With a hybrid workplace, the office won’t often be at capacity, so there’s plenty of room to rethink how spaces can be set up.
“In one office, you have to provide different types of environments that go from community spaces where you're going to be connecting with people — which is why we're going to come back into the office — but also spaces for solo work, and where you can have private calls,” shared Albarran.
She defines these different spaces as “hot spaces”, which are loud, collaborative spaces, and “cold spaces”, where people can be heads-down. But Albarran also thinks about what falls in the middle. “That in-between space is really important. Open areas for collaboration, a warm-up or cool-down space outside of meeting spaces for that quick touch base before or after the meeting, and some targeted spaces for wellness as well.”
Hybrid meetings can be a little awkward. There’s discomfort being the only virtual attendee at a meeting, or the only person calling in from the office. And often there’s a bumpy first few minutes of setup while onsite employees can chat while a virtual attendee is being patched in, missing out on little snippets of conversation or even major decisions.
“Meeting spaces have to come with technology enabled so you can have a very successful hybrid meeting,” she said.
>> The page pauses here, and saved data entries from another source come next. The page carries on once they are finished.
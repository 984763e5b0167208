use async_trait::async_trait;
use std::sync::Arc;

use clearance_core::models::{Job, JobType};
use clearance_core::JobError;
use clearance_services::ScanOrchestrator;

use crate::context::JobHandler;

pub struct VirusScanHandler {
    orchestrator: Arc<ScanOrchestrator>,
}

impl VirusScanHandler {
    pub fn new(orchestrator: Arc<ScanOrchestrator>) -> Self {
        Self { orchestrator }
    }
}

#[async_trait]
impl JobHandler for VirusScanHandler {
    fn job_type(&self) -> JobType {
        JobType::VirusScan
    }

    async fn handle(&self, job: &Job, worker_id: &str) -> Result<(), JobError> {
        let summary = self.orchestrator.process(job, worker_id).await?;
        tracing::debug!(
            upload_id = summary.upload_id,
            infected = summary.infected,
            resumed = summary.resumed,
            "Virus scan handled"
        );
        Ok(())
    }
}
Zoom, Google Meet, Owl Labs cameras, ROOM Phone Booths, and platforms like OfficeTogether can all facilitate this kind of collaboration and inclusion, she shared.
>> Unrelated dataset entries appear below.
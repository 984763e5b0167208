//! Clearance Storage Library
//!
//! Storage abstraction over the object store holding uploaded files, with an S3
//! implementation (any S3-compatible service) and a local filesystem one.
//!
//! # Storage key format
//!
//! - **Unscanned**: `uploads/temp/{owner_user_id}/{file_id}`
//! - **Scanned**: `uploads/scanned/{owner_user_id}/{file_id}`
//!
//! Prefixes are configurable. Keys must not contain `..` segments or a leading `/`.
//! Key generation is centralized in the `keys` module so all callers stay consistent.

pub mod factory;
pub mod keys;
#[cfg(feature = "storage-local")]
pub mod local;
#[cfg(feature = "storage-s3")]
pub mod s3;
pub mod traits;

// Re-export commonly used types
pub use clearance_core::StorageBackend;
pub use factory::create_storage;
pub use keys::KeyLayout;
#[cfg(feature = "storage-local")]
pub use local::LocalStorage;
#[cfg(feature = "storage-s3")]
pub use s3::S3Storage;
pub use traits::{ByteStream, Storage, StorageError, StorageResult};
It’s also going to take practice to conduct meetings that are as inclusive as possible, she said, because hybrid work is here to stay. “Everybody needs to get used to this. We need to be more aware of the people that are not in the room and more respectful to them as well.”
After two years of working from home, employees are starting to make their way back to offices in order to connect with their teams, meet coworkers they’ve never met, and to feel the joys of camaraderie. And with hybrid work, they also get to keep some of the convenience of remote work.
“It's really nice to get together when we do get together,” says Albarran. “We're doing more of our Thursday drinks after the office and everybody stays afterwards because we haven't seen each other in so long. Being together again has been really nice — and being separate and then together again, there's an extra added understanding of the value of togetherness.”